Personal information
- Full name: Glenn Tobias Hysén
- Date of birth: 9 March 1982 (age 43)
- Place of birth: Gothenburg, Sweden
- Height: 1.80 m (5 ft 11 in)
- Position(s): Forward, winger

Team information
- Current team: Utsiktens BK (U17 coach)

Youth career
- Ubbhults IF
- Lundby IF

Senior career*
- Years: Team / Apps / (Gls)
- 1998: Lundby IF / 2 / (0)
- 1999–2003: BK Häcken / 66 / (13)
- 2004–2006: Djurgårdens IF / 65 / (17)
- 2006–2007: Sunderland / 26 / (4)
- 2007–2013: IFK Göteborg / 172 / (69)
- 2014–2015: Shanghai SIPG / 54 / (31)
- 2016–2018: IFK Göteborg / 79 / (20)
- 2019–2023: Kungsbacka City / 44 / (28)
- 2022–2023: → Tvååkers IF (loan) / 0 / (0)
- Total:  / 508 / (182)

International career
- 2000: Sweden U18 / 4 / (0)
- 2002–2004: Sweden U21 / 13 / (2)
- 2005–2014: Sweden / 34 / (10)

= Tobias Hysén =

Swedish footballer

Glenn Tobias Hysén (born 9 March 1982) is a Swedish former professional footballer who played as a forward or as a winger. Starting his career with Lundby IF in 1998, he went on to represent BK Häcken, Djurgårdens IF, Sunderland, IFK Göteborg, and Shanghai SIPG before retiring in 2018. A full international between 2005 and 2014, Hysén won 34 caps and scored 10 goals for the Sweden national team. He represented his country at UEFA Euro 2012.

He is the son of former professional footballer Glenn Hysén.

==Early life==
Hysén was born to parents Kerstin, a surgical nurse, and Liverpool and IFK Göteborg player Glenn Hysén. Hysén has a sister, Charlotte who is three years younger than him. Shortly after, his parents divorced and his father remarried. He has two half-brothers, Alexander and Anton, and one half-sister, Annie.

As a child, Hysén spent his early childhood moving around due to his father's football career. Prior to his parents' divorce, Hysén lived in Gothenburg, Sweden and Eindhoven, Netherlands.

==Club career==

=== Early career ===
The first club he played for was Ubbhult IF because his cousin played there. Hysén only played for the team between 1986 and 1988. The next club he played for was Lindholmens BK because that is where he lived at the time. In 1995, Hysén played for Lundby IF where he stood for four years.

=== BK Häcken ===
In 1999, he signed with BK Häcken where he spent a total of five seasons.

===Djurgårdens IF===
He joined Djurgården from BK Häcken in 2004, and signed a contract until 2008. During his time with Djurgården, he won Allsvenskan, the Swedish top division, in 2005.
He is left-footed, and started off as a left-winger but, during his time in Djurgården, he would occasionally play as a striker, and since coming back home to Sweden and IFK Göteborg he has mainly been playing as a striker, though he is mostly used as a winger when playing for the national team.

===Sunderland===
On 23 August 2006, Tobias signed a deal to join Sunderland, for £1.7 million. Hysén had an immediate impact on his first start for the club, against West Bromwich Albion, creating the second goal, and generally impressing. Under Roy Keane, however, Hysen was often overlooked for Ross Wallace. Despite this, Hysen scored his first goal for the club in a 1–1 draw with Leicester City, at the Stadium of Light, just minutes after being brought on as a substitute. Coincidentally, he netted the opener in the Black Cats' 2–0 win at Leicester on New Year's Day 2007.
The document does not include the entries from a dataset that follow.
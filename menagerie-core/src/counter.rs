//! Per-registration operation counter.
//!
//! A [`RegistrationCounter`] only exists inside [`RegistrationCounter::scoped`].
//! A guard borrowing the counter closes it exactly once when the closure
//! finishes, whether it returned `Ok`, `Err`, or unwound.
//! Callers never hold an unscoped counter and never close one themselves.

use crate::error::StoreError;

#[derive(Debug)]
pub struct RegistrationCounter {
    count: usize,
    closed: bool,
}

/// Closes the borrowed counter when dropped.
struct CloseOnDrop<'a>(&'a mut RegistrationCounter);

impl Drop for CloseOnDrop<'_> {
    fn drop(&mut self) {
        self.0.close();
    }
}

impl RegistrationCounter {
    fn open() -> Self {
        Self {
            count: 0,
            closed: false,
        }
    }

    /// Run `f` with a fresh counter and return its result alongside the final
    /// count. The counter is closed once `f` returns or unwinds.
    pub fn scoped<T>(f: impl FnOnce(&mut RegistrationCounter) -> T) -> (T, usize) {
        let mut counter = Self::open();
        let out = run_scope(&mut counter, f);
        (out, counter.count)
    }

    /// Record one completed operation.
    pub fn add(&mut self) -> Result<usize, StoreError> {
        if self.closed {
            return Err(StoreError::IllegalState("registration counter is already closed"));
        }
        self.count += 1;
        Ok(self.count)
    }

    #[cfg(test)]
    fn is_closed(&self) -> bool {
        self.closed
    }

    fn close(&mut self) {
        debug_assert!(!self.closed, "registration counter closed twice");
        self.closed = true;
        tracing::trace!(count = self.count, "registration counter closed");
    }
}

/// Hand `counter` to `f` behind a guard that closes it on the way out.
fn run_scope<T>(
    counter: &mut RegistrationCounter,
    f: impl FnOnce(&mut RegistrationCounter) -> T,
) -> T {
    let mut guard = CloseOnDrop(counter);
    f(&mut *guard.0)
}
In late July 2007, it was revealed that Tobias had requested a move back to his native Sweden. He claimed that he and his girlfriend had never really settled in Sunderland.

===IFK Göteborg===
On 25 August 2007, Hysén completed his move to IFK Göteborg for an undisclosed fee. Thus becoming the fifth member of his family to play for the club. In 2009, he scored 18 goals, making him the top scorer of Allsvenskan alongside Brazilian player Wánderson do Carmo.

Hysén suffered a series of minor injuries through his 2010 season which prevented him from ever reaching the top of his game, though he still managed to produce 10 goals before ending the season.
Tobias kept up a great scoring record as he ended the 2011 season scoring 16 goal in 29 games, making him the second best goalscorer of Allsvenskan 2011. He was succeeded by former teammate Mathias Ranégie who scored 21 goals.
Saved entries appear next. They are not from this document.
#[cfg(test)]
mod tests {
    use super::*;
    use crate::coordination::{CircuitBreakerConfig, CircuitState, ManualClock};
    use crate::config::{AppConfig, IdempotencyFailureMode};
    use crate::domain::{BrokerAck, OrderSide, OrderStatus};
    use crate::execution::broker::MockBrokerClient;
    use std::sync::atomic::AtomicU32;

    fn ack(id: &str) -> BrokerAck {
        BrokerAck {
            broker_order_id: id.to_string(),
            status: OrderStatus::Filled,
            filled_qty: 10,
            avg_fill_price: None,
        }
    }

    fn pipeline(broker: MockBrokerClient, threshold: u32) -> (OrderPipeline, Arc<KillSwitch>) {
        let clock: SharedClock = Arc::new(ManualClock::new());
        let kill_switch = Arc::new(KillSwitch::new(clock.clone()));
        let pipeline = pipeline_with(broker, threshold, clock, kill_switch.clone());
        (pipeline, kill_switch)
    }

    fn pipeline_with(
        broker: MockBrokerClient,
        threshold: u32,
        clock: SharedClock,
        kill_switch: Arc<KillSwitch>,
    ) -> OrderPipeline {
        let metrics = Arc::new(Metrics::new());
        let mut config = AppConfig::paper_defaults("http://localhost", "ws://localhost").execution;
        config.max_retries = 2;
        config.retry_base_delay_ms = 1;
        config.retry_max_delay_ms = 4;
        config.idempotency_failure_mode = IdempotencyFailureMode::FailClosed;

        let breaker = Arc::new(CircuitBreaker::new(
            CircuitBreakerConfig {
                name: "broker".into(),
                failure_threshold: threshold,
                cooldown: Duration::from_secs(30),
                backoff_multiplier: 2.0,
                max_cooldown: Duration::from_secs(300),
            },
            clock.clone(),
        ));
        let idempotency = Arc::new(IdempotencyStore::new(
            &config,
            None,
            Duration::from_millis(100),
            clock.clone(),
            metrics.clone(),
        ));
        OrderPipeline::new(
            Arc::new(broker),
            breaker,
            kill_switch,
            idempotency,
            RetryPolicy::from_config(&config),
            clock,
            metrics,
        )
    }

    fn order(key: &str) -> OrderRequest {
        OrderRequest::market("AAPL", OrderSide::Buy, 10, key)
    }

    #[tokio::test]
    async fn test_duplicate_returns_identical_result() {
        let mut broker = MockBrokerClient::new();
        broker
            .expect_submit_order()
            .times(1)
            .returning(|_| Ok(ack("ord-1")));
        let (pipeline, _) = pipeline(broker, 5);

        let (first, d1) = pipeline.submit_tracked(order("abc123")).await;
        let (second, d2) = pipeline.submit_tracked(order("abc123")).await;

        assert_eq!(first, second);
        assert_eq!(first.order_id.as_deref(), Some("ord-1"));
        assert_eq!(d1, Disposition::Fresh);
        assert_eq!(d2, Disposition::Replayed);
    }

    #[tokio::test]
    async fn test_kill_switch_blocks_before_broker() {
        let mut broker = MockBrokerClient::new();
        broker.expect_submit_order().never();
        let (pipeline, kill_switch) = pipeline(broker, 5);
        kill_switch.engage("manual halt", "ops");

        for i in 0..10 {
            let result = pipeline.submit(order(&format!("k{}", i))).await;
            assert_eq!(result.error_kind(), Some(OrderErrorKind::KillSwitchEngaged));
            assert_eq!(result.status, OrderStatus::Rejected);
            assert!(result.error.unwrap().message.contains("manual halt"));
        }
        assert_eq!(pipeline.breaker().state(), CircuitState::Closed);

        // Blocked keys were never claimed
        kill_switch.release("ops");
        assert!(pipeline.idempotency().is_empty());
    }

    #[tokio::test]
    async fn test_validation_errors_never_reach_broker() {
        let mut broker = MockBrokerClient::new();
        broker.expect_submit_order().never();
        let (pipeline, _) = pipeline(broker, 5);

        let mut req = order("k");
        req.qty = 0;
        let result = pipeline.submit(req).await;
        assert_eq!(result.error_kind(), Some(OrderErrorKind::ValidationError));
        assert_eq!(result.attempt_count, 0);
    }

    #[tokio::test]
    async fn test_transient_errors_retried_then_succeed() {
        let calls = Arc::new(AtomicU32::new(0));
        let mut broker = MockBrokerClient::new();
        let counter = calls.clone();
        broker.expect_submit_order().times(3).returning(move |_| {
            if counter.fetch_add(1, Ordering::SeqCst) < 2 {
                Err(BrokerError::Server {
                    status: 503,
                    message: "unavailable".into(),
                })
            } else {
                Ok(ack("ord-3"))
            }
        });
        let (pipeline, _) = pipeline(broker, 5);

        let result = pipeline.submit(order("k")).await;
        assert!(result.is_success());
        assert_eq!(result.attempt_count, 3);
        assert_eq!(pipeline.breaker().state(), CircuitState::Closed);
    }

    #[tokio::test]
    async fn test_permanent_rejection_is_not_retried() {
        let mut broker = MockBrokerClient::new();
        broker
            .expect_submit_order()
            .times(1)
            .returning(|_| Err(BrokerError::Rejected("insufficient buying power".into())));
        let (pipeline, _) = pipeline(broker, 1);

        let result = pipeline.submit(order("k")).await;
        assert_eq!(result.error_kind(), Some(OrderErrorKind::ValidationError));
        assert_eq!(result.attempt_count, 1);
        // A rejection means the broker answered
        assert_eq!(pipeline.breaker().state(), CircuitState::Closed);

        // Terminal: the duplicate replays the rejection without a second call
        let again = pipeline.submit(order("k")).await;
        assert_eq!(again, result);
    }

    #[tokio::test]
    async fn test_open_breaker_fails_fast_and_releases_key() {
        let mut broker = MockBrokerClient::new();
        broker
            .expect_submit_order()
            .times(2)
            .returning(|_| Err(BrokerError::Timeout { elapsed_ms: 10 }));
        let (pipeline, _) = pipeline(broker, 2);

        // Two failed attempts trip the breaker; the third attempt is refused
        let first = pipeline.submit(order("k1")).await;
        assert_eq!(first.error_kind(), Some(OrderErrorKind::Failed));
        assert_eq!(first.attempt_count, 2);
        assert!(first.error.as_ref().unwrap().message.contains("is open"));
        assert_eq!(pipeline.breaker().state(), CircuitState::Open);
        assert_eq!(pipeline.idempotency().len(), 1);

        // Never reached the broker: the key is handed back
        let second = pipeline.submit(order("k2")).await;
        assert_eq!(second.error_kind(), Some(OrderErrorKind::CircuitOpen));
        assert_eq!(second.attempt_count, 0);
        assert_eq!(pipeline.idempotency().len(), 1);
    }

    #[tokio::test]
    async fn test_breaker_opening_mid_retry_keeps_the_key() {
        let clock = Arc::new(ManualClock::new());
        let shared: SharedClock = clock.clone();
        let mut broker = MockBrokerClient::new();
        broker
            .expect_submit_order()
            .times(1)
            .returning(|_| Err(BrokerError::Timeout { elapsed_ms: 10 }));
        let kill_switch = Arc::new(KillSwitch::new(shared.clone()));
        let pipeline = pipeline_with(broker, 1, shared, kill_switch);

        let first = pipeline.submit(order("k1")).await;
        assert_eq!(first.error_kind(), Some(OrderErrorKind::Failed));
        assert_eq!(first.status, OrderStatus::Failed);
        assert_eq!(first.attempt_count, 1);

        // After the cooldown the breaker would allow a trial, but the order may
        // already be live upstream; the same key replays the stored outcome
        clock.advance(Duration::from_secs(31));
        assert_eq!(pipeline.breaker().snapshot().cooldown_remaining_ms, 0);
        let (again, disposition) = pipeline.submit_tracked(order("k1")).await;
        assert_eq!(disposition, Disposition::Replayed);
        assert_eq!(again, first);
    }

    #[tokio::test]
    async fn test_kill_switch_engaged_mid_retry_keeps_the_key() {
        let clock: SharedClock = Arc::new(ManualClock::new());
        let kill_switch = Arc::new(KillSwitch::new(clock.clone()));
        let halt = kill_switch.clone();
        let mut broker = MockBrokerClient::new();
        broker.expect_submit_order().times(1).returning(move |_| {
            halt.engage("risk limit", "ops");
            Err(BrokerError::Server {
                status: 503,
                message: "unavailable".into(),
            })
        });
        let pipeline = pipeline_with(broker, 5, clock, kill_switch.clone());

        let first = pipeline.submit(order("k1")).await;
        assert_eq!(first.error_kind(), Some(OrderErrorKind::Failed));
        assert_eq!(first.attempt_count, 1);
        assert!(first.error.as_ref().unwrap().message.contains("risk limit"));

        kill_switch.release("ops");
        let (again, disposition) = pipeline.submit_tracked(order("k1")).await;
        assert_eq!(disposition, Disposition::Replayed);
        assert_eq!(again, first);
    }
}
Tobias Hysén have been considered to be one of the best active players in the Swedish football league. Many have been surprised by Hyséns dedication to stay with IFK Göteborg. In 2010, he turned down an offer from Belgian top club Club Brugge, and instead signed a new 4-year deal with Göteborg.

===Shanghai SIPG===
Hysén signed a two-year contract with Chinese Super League side Shanghai Dongya in the 2013–2014 winter transfer window. In his first season, he scored 19 goals and made 10 assists in 28 matches. In April 2015, he agreed to a contract extension of a further two years.
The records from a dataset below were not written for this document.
//! Shutdown coordination
//!
//! A single [`ShutdownSignal`] is owned by the service context. Long-lived tasks
//! hold a [`ShutdownToken`] and select on [`ShutdownToken::cancelled`] at every
//! suspension point that must be cancellable.

use tokio::sync::watch;
use tracing::{info, warn};

/// Process-wide shutdown trigger
pub struct ShutdownSignal {
    tx: watch::Sender<bool>,
}

impl ShutdownSignal {
    pub fn new() -> Self {
        let (tx, _) = watch::channel(false);
        Self { tx }
    }

    pub fn trigger(&self, reason: &str) {
        let already = self.tx.send_replace(true);
        if !already {
            info!(reason = %reason, "Shutdown requested");
        }
    }

    pub fn is_triggered(&self) -> bool {
        *self.tx.borrow()
    }

    pub fn token(&self) -> ShutdownToken {
        ShutdownToken {
            rx: self.tx.subscribe(),
        }
    }
}

impl Default for ShutdownSignal {
    fn default() -> Self {
        Self::new()
    }
}

/// Cloneable handle for observing shutdown from tasks
#[derive(Clone)]
pub struct ShutdownToken {
    rx: watch::Receiver<bool>,
}

impl ShutdownToken {
    pub fn is_cancelled(&self) -> bool {
        *self.rx.borrow()
    }

    /// Resolves once shutdown has been triggered (or the signal was dropped)
    pub async fn cancelled(&mut self) {
        while !*self.rx.borrow_and_update() {
            if self.rx.changed().await.is_err() {
                return;
            }
        }
    }
}

/// Wait for Ctrl-C or SIGTERM
pub async fn wait_for_os_signal() {
    let ctrl_c = async {
        if let Err(e) = tokio::signal::ctrl_c().await {
            warn!("Failed to listen for Ctrl+C: {}", e);
            std::future::pending::<()>().await;
        }
    };

    #[cfg(unix)]
    let terminate = async {
        use tokio::signal::unix::{signal, SignalKind};
        match signal(SignalKind::terminate()) {
            Ok(mut stream) => {
                stream.recv().await;
            }
            Err(e) => {
                warn!("Failed to install SIGTERM handler: {}", e);
                std::future::pending::<()>().await;
            }
        }
    };

    #[cfg(not(unix))]
    let terminate = std::future::pending::<()>();

    tokio::select! {
        _ = ctrl_c => info!("Received Ctrl+C"),
        _ = terminate => info!("Received SIGTERM"),
    }
}

#[cfg(test)]
mod tests {
    use super::*;
    use std::time::Duration;

    #[tokio::test]
    async fn test_token_observes_trigger() {
        let signal = ShutdownSignal::new();
        let mut token = signal.token();
        assert!(!token.is_cancelled());

        let waiter = tokio::spawn(async move {
            token.cancelled().await;
        });

        signal.trigger("test");
        tokio::time::timeout(Duration::from_secs(1), waiter)
            .await
            .expect("token resolves")
            .unwrap();
        assert!(signal.is_triggered());
    }

    #[tokio::test]
    async fn test_token_created_after_trigger_resolves_immediately() {
        let signal = ShutdownSignal::new();
        signal.trigger("early");
        let mut token = signal.token();
        assert!(token.is_cancelled());
        token.cancelled().await;
    }
}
=== Return to IFK Göteborg and retirement ===
On 26 January 2016, Hysén announced that he would return to IFK Göteborg on a 3-year contract ahead of the 2016 Allsvenskan season. At the end of the 2018 season, Hysén retired from professional football.

==International career==

=== Youth ===
Hysén began his international career in 2002 when he played for Sweden's U21 where he continued to play until 2004. In November 2003, Hysén had a noticeably spectacular performance against Spain in a U-21 qualification game. Sweden landed a 3–1 victory against Spain which consequently placed them in the U21 Championships in Germany in 2004. He was part of the Sweden U21 team that finished fourth at the 2004 UEFA European Under-21 Championship.

=== Senior ===
In January 2005, he made his international debut in a friendly against South Korea.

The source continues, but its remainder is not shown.